Special sense-cells provided with immobile sense-hairs have been found in the epidermis of Gastropoda and Lamellibranehiata. A special patch of ciliated epithelium lies close to the base of the gills. A ganglion in connection with a nerve derived from one of the visceral ganglia or from the visceral loop underlies this patch. The whole constitutes the osphradium, an organ which probably detects changes in the water passing over the gills. The osphradium occurs in all groups of Mollusca except Scaphopoda. An olfactory (?) pit is found near the eye in Cephalopoda. Cephalic eyes are absent in Scaphopoda and Lamellibranehiata, and are rudimentary in Pteropoda if present. Eyes of a simple or complex structure are scattered along the mantle-margin in many Lamellibranehiata. In two instances (Pecten, Spondylus) these mantle-eyes bear a singular resemblance to the Vertebrate eye: the visual rods are turned away from the light, and there is a cellular lens derived however from the mesoblast. A cellular lens and visual rods, turned as in Pecten and Spondylus, are again met with in the dorsal eyes of certain species of the Gastropod genus Onchidium. These three instances are, so far as is known, the sole exceptions to the rule that the visual rods of Non-Vertebrates are directed towards the light A cellular lens also only recurs among Non-Vertebrates in the Medusa Charybdaea1. The otocysts nearly always lie close to the pedal ganglia.

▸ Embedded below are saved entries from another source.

//! Environment-driven settings for the demo server

use fdk_core::AccessMode;

const DEFAULT_BIND_ADDR: &str = "0.0.0.0:8080";
const DEFAULT_WEBHOOK_API_PATH: &str = "/api/v1/webhooks";
const DEFAULT_STORAGE_PREFIX: &str = "fdk-demo";

#[derive(Debug, Clone, PartialEq)]
pub struct DemoSettings {
    pub api_key: Option<String>,
    pub api_secret: Option<String>,
    pub base_url: Option<String>,
    pub cluster: Option<String>,
    pub scopes: Option<Vec<String>>,
    pub access_mode: Option<AccessMode>,
    /// In-memory storage is used when unset
    pub redis_url: Option<String>,
    pub storage_prefix: String,
    pub bind_addr: String,
    /// Webhooks are only configured when a notification email is given
    pub webhook_notification_email: Option<String>,
    pub webhook_api_path: String,
    pub debug: bool,
}

fn non_empty_var(name: &str) -> Option<String> {
    std::env::var(name).ok().filter(|v| !v.trim().is_empty())
}

/// Comma-separated list, blanks dropped
pub fn parse_scopes(raw: &str) -> Vec<String> {
    raw.split(',')
        .map(str::trim)
        .filter(|s| !s.is_empty())
        .map(String::from)
        .collect()
}

impl DemoSettings {
    /// Load configuration from environment variables
    pub fn from_env() -> Self {
        Self {
            api_key: non_empty_var("EXTENSION_API_KEY"),
            api_secret: non_empty_var("EXTENSION_API_SECRET"),
            base_url: non_empty_var("EXTENSION_BASE_URL"),
            cluster: non_empty_var("EXTENSION_CLUSTER"),
            scopes: non_empty_var("EXTENSION_SCOPES").map(|raw| parse_scopes(&raw)),
            access_mode: non_empty_var("EXTENSION_ACCESS_MODE")
                .and_then(|mode| AccessMode::from_str(&mode.to_lowercase())),
            redis_url: non_empty_var("REDIS_URL"),
            storage_prefix: non_empty_var("STORAGE_PREFIX")
                .unwrap_or_else(|| DEFAULT_STORAGE_PREFIX.to_string()),
            bind_addr: non_empty_var("BIND_ADDR").unwrap_or_else(|| DEFAULT_BIND_ADDR.to_string()),
            webhook_notification_email: non_empty_var("WEBHOOK_NOTIFICATION_EMAIL"),
            webhook_api_path: non_empty_var("WEBHOOK_API_PATH")
                .unwrap_or_else(|| DEFAULT_WEBHOOK_API_PATH.to_string()),
            debug: non_empty_var("FDK_DEBUG")
                .map(|v| v == "true" || v == "1")
                .unwrap_or(false),
        }
    }
}
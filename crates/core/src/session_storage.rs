//! Session persistence over a pluggable key-value store

use chrono::Utc;
use std::sync::Arc;
use tracing::debug;

use crate::error::FdkError;
use crate::session::Session;
use crate::storage::KeyValueStore;

#[derive(Clone)]
pub struct SessionStorage {
    store: Arc<dyn KeyValueStore>,
}

impl SessionStorage {
    pub fn new(store: Arc<dyn KeyValueStore>) -> Self {
        Self { store }
    }

    pub fn store(&self) -> &Arc<dyn KeyValueStore> {
        &self.store
    }

    /// Sessions with an expiry are written with a TTL matching it, so the
    /// store drops them on its own. Already-expired sessions get the
    /// minimum TTL of one second.
    pub async fn save_session(&self, session: &Session) -> Result<(), FdkError> {
        let json = serde_json::to_string(session)?;
        match session.seconds_until_expiry(Utc::now()) {
            Some(remaining) => {
                let ttl = remaining.max(1) as u64;
                debug!("Saving session {} with ttl {}s", session.session_id, ttl);
                self.store.setex(&session.session_id, &json, ttl).await?;
            }
            None => {
                debug!("Saving session {} without expiry", session.session_id);
                self.store.set(&session.session_id, &json).await?;
            }
        }
        Ok(())
    }

    pub async fn get_session(&self, session_id: &str) -> Result<Option<Session>, FdkError> {
        match self.store.get(session_id).await? {
            Some(json) => Ok(Some(serde_json::from_str(&json)?)),
            None => Ok(None),
        }
    }

    pub async fn delete_session(&self, session_id: &str) -> Result<(), FdkError> {
        self.store.delete(session_id).await?;
        Ok(())
    }
}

They generally arise from the epiblast as pits which close forming a vesicle, sometimes as solid ingrowths. They contain one or more calcareous otoliths, and are lined by an epithelium which is generally ciliated and occasionally provided with sense-hairs.
The digestive tract is composed of a stomodaeum, a mesenteron, and in some instances at least a proctodaeum. The stomodaeum in the Glossophora is muscular, has appended salivary glands, and contains an organ known as radula, composed of a chitinous membrane bearing chitinoid teeth, developed within a sac (radular or odontophore sac), and growing throughout life. It is borne in turn upon a subradular membrane and cartilages, the latter always, the former sometimes, moved by muscles, the whole constituting the odontophore. The shape and arrangement of the teeth vary much; for development, etc, see p. 115. The mesenteron is of some length. It is rarely straight, and its disposition is affected by the mode of growth of the visceral dome. It makes a single simple bend upon itself in Cephalopoda and Pteropoda, the concavity of the bend being turned to the pedal ganglia. In other Mollusca it is more or less coiled. A stomachal widening can generally be distinguished. A liver is always present in the shape of either simple caeca appended to the stomach or of a large gland, paired except in Cephalopoda. The cells of the liver follicles are of three kinds - granule cells, ferment and lime-producing cells. The first-named are always present.